But now, there's none of that. The last fringes of hope that I would have a normal life seem to have vanished into thin air, dissipating like the spirits we vanquish with salt rounds. Dean is my life now. I know that sounds crazy, and a bit clingy, but it's true. It was Dean who carried me out of that house fire 22 years earlier, who saved my ass on more occasions than I can count.
I open my eyes, look at the goofball who's still snoring away, oblivious to his surroundings. I miss Dad and Jess so much that it hurts, but to have my older brother beside me, to look out for me and make me laugh, to help me get through the shit storm that is my fucked up life, well, that means more to me than he will probably ever know.
I feel the fear, that intense, pounding, lump rising in your throat fear as I see my brother stagger towards me, and that shadow of a man just a stone's throw away. I catch a glimpse of brightness as the moon beams on the steel of the blade. I manage to cry, "Sam, look out!" But it's too late. I can hear the hiss of my brother as he grimaces in pain, the crunch of his knees meeting gravel as he collapses to the ground, the clang of the bloody knife as the attacker drops it and flees.

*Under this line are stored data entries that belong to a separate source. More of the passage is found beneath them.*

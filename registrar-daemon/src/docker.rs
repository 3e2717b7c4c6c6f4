//! The container runtime collaborator and an in-process implementation.

use std::collections::BTreeMap;
use std::sync::{Arc, Mutex, MutexGuard};

use async_trait::async_trait;
use futures::stream::BoxStream;
use futures::StreamExt;
use serde_json::Value;
use tokio::sync::mpsc;
use tokio_stream::wrappers::UnboundedReceiverStream;

use registrar_core::ContainerId;

use crate::error::RuntimeError;

/// Event type the watcher acts on; everything else is ignored.
pub const CONTAINER_EVENT: &str = "container";

/// Action after which a container can no longer be inspected.
pub const DESTROY_ACTION: &str = "destroy";

/// One runtime lifecycle event.
#[derive(Debug, Clone, PartialEq, Eq)]
pub struct RuntimeEvent {
    /// Object type, e.g. `container`, `network`, `image`.
    pub kind: String,
    /// e.g. `create`, `start`, `die`, `destroy`.
    pub action: String,
    pub id: ContainerId,
}

impl RuntimeEvent {
    pub fn container(action: impl Into<String>, id: impl Into<ContainerId>) -> Self {
        Self {
            kind: CONTAINER_EVENT.to_string(),
            action: action.into(),
            id: id.into(),
        }
    }

    pub fn is_container(&self) -> bool {
        self.kind == CONTAINER_EVENT
    }

    pub fn is_destroy(&self) -> bool {
        self.action == DESTROY_ACTION
    }
}

pub type EventStream = BoxStream<'static, Result<RuntimeEvent, RuntimeError>>;

#[async_trait]
pub trait ContainerRuntime: Send + Sync + 'static {
    /// Ids of every container, stopped ones included.
    async fn list(&self) -> Result<Vec<ContainerId>, RuntimeError>;

    /// Subscribe to lifecycle events from now on.
    async fn events(&self) -> Result<EventStream, RuntimeError>;

    /// The inspect document of `id`, or `None` if it no longer exists.
    async fn inspect(&self, id: &ContainerId) -> Result<Option<Value>, RuntimeError>;
}

// ---------------------------------------------------------------------------
// MemoryRuntime
// ---------------------------------------------------------------------------

type EventSender = mpsc::UnboundedSender<Result<RuntimeEvent, RuntimeError>>;

#[derive(Debug, Default)]
struct Inner {
    containers: BTreeMap<ContainerId, Value>,
    subscribers: Vec<EventSender>,
    unavailable: bool,
}

/// Containers held in memory. Mutations emit the matching events to every
/// live subscriber.
#[derive(Debug, Clone, Default)]
pub struct MemoryRuntime {
    inner: Arc<Mutex<Inner>>,
}

impl MemoryRuntime {
    pub fn new() -> Self {
        Self::default()
    }

    fn lock(&self) -> MutexGuard<'_, Inner> {
        self.inner.lock().unwrap_or_else(|poisoned| poisoned.into_inner())
    }

    fn broadcast(inner: &mut Inner, event: Result<RuntimeEvent, RuntimeError>) {
        inner
            .subscribers
            .retain(|subscriber| subscriber.send(event.clone()).is_ok());
    }

    /// Add a container without emitting anything.
    pub fn insert(&self, id: impl Into<ContainerId>, inspect: Value) {
        self.lock().containers.insert(id.into(), inspect);
    }

    /// Remove a container without emitting anything.
    pub fn remove(&self, id: impl Into<ContainerId>) {
        self.lock().containers.remove(&id.into());
    }

    /// Add or replace a container and emit `start`.
    pub fn start(&self, id: impl Into<ContainerId>, inspect: Value) {
        let id = id.into();
        let mut inner = self.lock();
        inner.containers.insert(id.clone(), inspect);
        Self::broadcast(&mut inner, Ok(RuntimeEvent::container("start", id)));
    }

    /// Remove a container and emit `destroy`.
    pub fn destroy(&self, id: impl Into<ContainerId>) {
        let id = id.into();
        let mut inner = self.lock();
        inner.containers.remove(&id);
        Self::broadcast(&mut inner, Ok(RuntimeEvent::container(DESTROY_ACTION, id)));
    }

    /// Emit an arbitrary event without touching the containers.
    pub fn emit(&self, event: RuntimeEvent) {
        Self::broadcast(&mut self.lock(), Ok(event));
    }

    /// Break every open event stream and, while unavailable, fail new calls.
    pub fn set_available(&self, available: bool) {
        let mut inner = self.lock();
        inner.unavailable = !available;
        if !available {
            Self::broadcast(
                &mut inner,
                Err(RuntimeError::Unavailable("connection reset".to_string())),
            );
            inner.subscribers.clear();
        }
    }

    /// Number of open event streams.
    pub fn subscribers(&self) -> usize {
        let mut inner = self.lock();
        inner.subscribers.retain(|subscriber| !subscriber.is_closed());
        inner.subscribers.len()
    }

    fn check(inner: &Inner) -> Result<(), RuntimeError> {
        if inner.unavailable {
            return Err(RuntimeError::Unavailable("runtime offline".to_string()));
        }
        Ok(())
    }
}

#[async_trait]
impl ContainerRuntime for MemoryRuntime {
    async fn list(&self) -> Result<Vec<ContainerId>, RuntimeError> {
        let inner = self.lock();
        Self::check(&inner)?;
        Ok(inner.containers.keys().cloned().collect())
    }

    async fn events(&self) -> Result<EventStream, RuntimeError> {
        let mut inner = self.lock();
        Self::check(&inner)?;
        let (tx, rx) = mpsc::unbounded_channel();
        inner.subscribers.push(tx);
        Ok(UnboundedReceiverStream::new(rx).boxed())
    }

    async fn inspect(&self, id: &ContainerId) -> Result<Option<Value>, RuntimeError> {
        let inner = self.lock();
        Self::check(&inner)?;
        Ok(inner.containers.get(id).cloned())
    }
}

#[cfg(test)]
mod tests {
    use super::*;
    use serde_json::json;

    #[tokio::test]
    async fn mutations_are_streamed_to_subscribers() {
        let runtime = MemoryRuntime::new();
        let mut events = runtime.events().await.expect("events");

        runtime.start("c1", json!({ "Name": "/one" }));
        runtime.destroy("c1");

        let started = events.next().await.expect("event").expect("ok");
        assert_eq!(started, RuntimeEvent::container("start", "c1"));
        let destroyed = events.next().await.expect("event").expect("ok");
        assert!(destroyed.is_destroy());
        assert!(runtime.list().await.expect("list").is_empty());
    }

    #[tokio::test]
    async fn going_offline_breaks_streams() {
        let runtime = MemoryRuntime::new();
        let mut events = runtime.events().await.expect("events");
        runtime.set_available(false);

        assert!(events.next().await.expect("item").is_err());
        assert!(events.next().await.is_none());
        assert!(runtime.inspect(&ContainerId::from("c1")).await.is_err());
        assert_eq!(runtime.subscribers(), 0);
    }
}
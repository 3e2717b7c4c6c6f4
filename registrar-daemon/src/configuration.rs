//! Configuration aggregator.
//!
//! Every policy gets a source that reports its instance configs:
//!
//! | policy schema       | source                                               |
//! |---------------------|------------------------------------------------------|
//! | none                | one configurationless instance, reported once        |
//! | static only         | `<static_dir>/<policy>/*.{yaml,yml,json}`, read once |
//! | bound to a store    | static documents plus a watch of the store prefix    |
//!
//! Sources send whole per-policy slices to the aggregator task, which owns the
//! [`ConfigState`] and publishes a fresh snapshot after every slice.

use std::collections::BTreeMap;
use std::path::PathBuf;
use std::sync::Arc;
use std::time::Duration;

use futures::StreamExt;
use tokio::sync::{broadcast, mpsc};
use tokio::task::JoinSet;

use registrar_core::{static_config, Config, InstanceName, NodeMap, Observable, PolicyName};
use registrar_policy::{ConfigSource, Policy};
use registrar_sync::KvStore;

use crate::error::DaemonError;
use crate::worker::InstanceKey;

pub type Instances = BTreeMap<InstanceName, Arc<Config>>;

// ---------------------------------------------------------------------------
// Snapshot
// ---------------------------------------------------------------------------

/// One policy's slice of the configuration.
#[derive(Debug, Clone)]
pub struct PolicyConfigs {
    pub policy: Arc<Policy>,
    /// `None` for a configurationless policy.
    pub instances: Option<Instances>,
}

/// Immutable view of every policy's instance configs.
#[derive(Debug, Clone, Default)]
pub struct ConfigState {
    policies: BTreeMap<PolicyName, PolicyConfigs>,
}

impl ConfigState {
    pub fn new() -> Self {
        Self::default()
    }

    /// Builder-style insert, used by tests and tooling.
    pub fn with(mut self, policy: Arc<Policy>, instances: Option<Instances>) -> Self {
        self.policies
            .insert(policy.name().clone(), PolicyConfigs { policy, instances });
        self
    }

    pub fn get(&self, policy: &PolicyName) -> Option<&PolicyConfigs> {
        self.policies.get(policy)
    }

    /// Every instance as `(key, policy, config)`, in key order.
    pub fn instances(&self) -> Vec<(InstanceKey, &Arc<Policy>, Option<&Arc<Config>>)> {
        let mut out = Vec::new();
        for (name, slice) in &self.policies {
            match &slice.instances {
                None => out.push((InstanceKey::new(name.clone(), None), &slice.policy, None)),
                Some(instances) => {
                    for (instance, config) in instances {
                        out.push((
                            InstanceKey::new(name.clone(), Some(instance.clone())),
                            &slice.policy,
                            Some(config),
                        ));
                    }
                }
            }
        }
        out
    }

    pub fn len(&self) -> usize {
        self.instances().len()
    }

    pub fn is_empty(&self) -> bool {
        self.len() == 0
    }
}

// ---------------------------------------------------------------------------
// Aggregator
// ---------------------------------------------------------------------------

#[derive(Debug)]
struct PolicyUpdate {
    policy: Arc<Policy>,
    instances: Option<Instances>,
}

pub struct Configuration {
    policies: Vec<Arc<Policy>>,
    static_dir: PathBuf,
    store: Arc<dyn KvStore>,
    retry_delay: Duration,
    observable: Arc<Observable<ConfigState>>,
}

impl Configuration {
    pub fn new(
        policies: Vec<Arc<Policy>>,
        static_dir: impl Into<PathBuf>,
        store: Arc<dyn KvStore>,
        retry_delay: Duration,
        observable: Arc<Observable<ConfigState>>,
    ) -> Self {
        Self {
            policies,
            static_dir: static_dir.into(),
            store,
            retry_delay,
            observable,
        }
    }

    /// Start every source and publish snapshots until shutdown. The
    /// observable is closed on return.
    pub async fn run(self, mut shutdown_rx: broadcast::Receiver<()>) -> Result<(), DaemonError> {
        let result = self.aggregate(&mut shutdown_rx).await;
        self.observable.close();
        result
    }

    async fn aggregate(
        &self,
        shutdown_rx: &mut broadcast::Receiver<()>,
    ) -> Result<(), DaemonError> {
        // Room for the one slice each policy sends before the loop below runs.
        let (update_tx, mut update_rx) =
            mpsc::channel::<PolicyUpdate>(self.policies.len() + 16);
        // Dropped on return, which aborts the store watches.
        let mut watches = JoinSet::new();

        for policy in &self.policies {
            let Some(schema) = policy.schema() else {
                let _ = update_tx
                    .send(PolicyUpdate {
                        policy: Arc::clone(policy),
                        instances: None,
                    })
                    .await;
                continue;
            };

            let static_instances = {
                let dir = self.static_dir.clone();
                let name = policy.name().clone();
                let schema = schema.clone();
                let loaded = tokio::task::spawn_blocking(move || {
                    static_config::load_instances_at(&dir, &name, &schema)
                })
                .await
                .map_err(|err| DaemonError::Join {
                    task: "static config",
                    message: err.to_string(),
                })?;
                match loaded {
                    Ok(instances) => instances,
                    Err(err) => {
                        tracing::error!(
                            policy = %policy,
                            error = %err,
                            "cannot read static configs, continuing without them",
                        );
                        Instances::new()
                    }
                }
            };
            tracing::info!(
                policy = %policy,
                instances = static_instances.len(),
                "loaded static configs",
            );

            let _ = update_tx
                .send(PolicyUpdate {
                    policy: Arc::clone(policy),
                    instances: Some(static_instances.clone()),
                })
                .await;

            if let ConfigSource::Store(prefix) = policy.config_source() {
                watches.spawn(watch_store(
                    Arc::clone(policy),
                    prefix.to_string(),
                    static_instances,
                    Arc::clone(&self.store),
                    self.retry_delay,
                    update_tx.clone(),
                ));
            }
        }
        drop(update_tx);

        let mut state = BTreeMap::new();
        let mut sources_open = true;
        loop {
            tokio::select! {
                _ = shutdown_rx.recv() => break,
                update = update_rx.recv(), if sources_open => {
                    // Static-only sources finish early; keep the last snapshot
                    // published until shutdown.
                    let Some(update) = update else {
                        sources_open = false;
                        continue;
                    };
                    let name = update.policy.name().clone();
                    tracing::debug!(
                        policy = %name,
                        instances = update.instances.as_ref().map(|i| i.len()),
                        "policy configs changed",
                    );
                    state.insert(
                        name,
                        PolicyConfigs {
                            policy: update.policy,
                            instances: update.instances,
                        },
                    );
                    let snapshot = ConfigState { policies: state.clone() };
                    let instances = snapshot.len();
                    match self.observable.update(snapshot) {
                        Ok(version) => tracing::debug!(version, instances, "published configs"),
                        Err(_) => break,
                    }
                }
            }
        }

        watches.shutdown().await;
        Ok(())
    }
}

/// Follow one policy's store prefix forever, reconnecting after failures.
async fn watch_store(
    policy: Arc<Policy>,
    prefix: String,
    static_instances: Instances,
    store: Arc<dyn KvStore>,
    retry_delay: Duration,
    update_tx: mpsc::Sender<PolicyUpdate>,
) {
    loop {
        match store.watch(&prefix).await {
            Ok(mut stream) => {
                while let Some(item) = stream.next().await {
                    match item {
                        Ok(nodes) => {
                            let instances =
                                merge_instances(&policy, &prefix, &static_instances, &nodes);
                            let update = PolicyUpdate {
                                policy: Arc::clone(&policy),
                                instances: Some(instances),
                            };
                            if update_tx.send(update).await.is_err() {
                                return;
                            }
                        }
                        Err(err) => {
                            tracing::warn!(policy = %policy, prefix = %prefix, error = %err, "config watch failed");
                            break;
                        }
                    }
                }
            }
            Err(err) => {
                tracing::warn!(policy = %policy, prefix = %prefix, error = %err, "cannot watch configs");
            }
        }
        if update_tx.is_closed() {
            return;
        }
        tokio::time::sleep(retry_delay).await;
    }
}

/// `static ∪ store`; a store document replaces a static one of the same name.
fn merge_instances(
    policy: &Policy,
    prefix: &str,
    static_instances: &Instances,
    nodes: &NodeMap,
) -> Instances {
    let mut instances = static_instances.clone();
    let Some(schema) = policy.schema() else {
        return instances;
    };
    for (path, raw) in nodes {
        let Some(name) = path.strip_prefix(prefix) else {
            continue;
        };
        if name.is_empty() || name.contains('/') {
            tracing::debug!(policy = %policy, node = %path, "ignoring nested config node");
            continue;
        }
        let name = InstanceName::from(name);
        match schema.parse_str(&name, raw) {
            Ok(config) => {
                if static_instances.contains_key(&name) {
                    tracing::warn!(
                        policy = %policy,
                        instance = %name,
                        "store config overrides static config",
                    );
                }
                instances.insert(name, Arc::new(config));
            }
            Err(err) => {
                tracing::error!(policy = %policy, node = %path, error = %err, "skipping invalid config");
            }
        }
    }
    instances
}
//! Error types for registrar-sync.

use thiserror::Error;

/// Failures reported by a [`crate::KvStore`].
#[derive(Debug, Clone, PartialEq, Eq, Error)]
pub enum StoreError {
    /// Network or server failure; the caller's task is restarted.
    #[error("store unavailable: {0}")]
    Unavailable(String),

    /// The node does not exist (never written, deleted, or lease expired).
    #[error("node not found: {path}")]
    NotFound { path: String },

    /// Compare-and-delete found a different value than expected.
    #[error("compare failed for {path}")]
    CompareFailed { path: String },
}

/// All errors that can arise from writer operations.
#[derive(Debug, Error)]
pub enum SyncError {
    #[error("store error: {0}")]
    Store(#[from] StoreError),

    /// `refresh` on a writer constructed without a TTL.
    #[error("writer has no TTL to refresh")]
    NoTtl,
}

"No!" I can sense Bobby rush past me as he hurries off after the assailant. But I have eyes only for Sam, for my baby brother, as he sits on wobbly knees, the life draining from him. In a heartbeat I am at his side and I pull him close, groping in the darkness for the wound. When I feel the tacky blood in my hand, I feel my heart sink in my chest. This is a lot worse than I had hoped for. I remember my phony attempts at reassuring my brother (it's not even that bad), his eyes staring, unseeing, at me, the way his head suddenly went limp in my arms. And just like that, he's gone. My little brother, Sammy, the kid I had raised since he was in diapers, is gone. I pull him close, and cry out his name. I wish with all my heart that he would reply, that he would open his eyes from behind that mop of hair, and make fun of me for breaking my own "no chick flick moments" rule. But there's nothing. I don't even hear the reassuring thud of his heartbeat in his chest.
"Sam!" One lone tear squeezes from my eyes as I pull the limp body closer into my arms. I have no idea how long I knelt there, cradling Sam's body and sobbing quietly. Eventually Bobby returns from an unsuccessful search for Sam's killer (it still seems so new and unbelievable to me, Sam's killer) and lets out a pained cry at the sight. I know that I should acknowledge the man, he's basically been our father since Dad died, hell, maybe even before) but I can't. There are only two people in this world at the moment, me and my brother. Mercifully, Bobby seems to understand this, and stands back at a respectful distance, watching, until I forget he's even there. Finally, as dawn breaks in the East, Bobby approaches and places a withered hand gently on my shoulder.
"Dean?" he asks in a choked up voice. I finally look up, my face streaked with tears, Sam's body still protectively pulled against mine. I remember the older man mumble something about bringing Sam's body inside, we'll worry about it later (at the time I had no clue what he meant by "it" but later found out that he meant the typical ritual of salting and burning the body). I nod my head and try to get up, but my grief (and no doubt the hours I had spent crouched in the same position) make it nearly impossible, and Bobby gently helps me up. He offers to help me carry Sam too, but I refuse. I have to do this, no one else. Mechanically we walk to the sparsely furnished cabin, and I gently place my brother's body on the bed, the blood that had yet to congeal staining the bare mattress. I can remember Bobby standing in the other room for a little while, then head out the door, saying something about bringing me something to eat. I don't want food. I'm not hungry. All I want is my little brother to be alive.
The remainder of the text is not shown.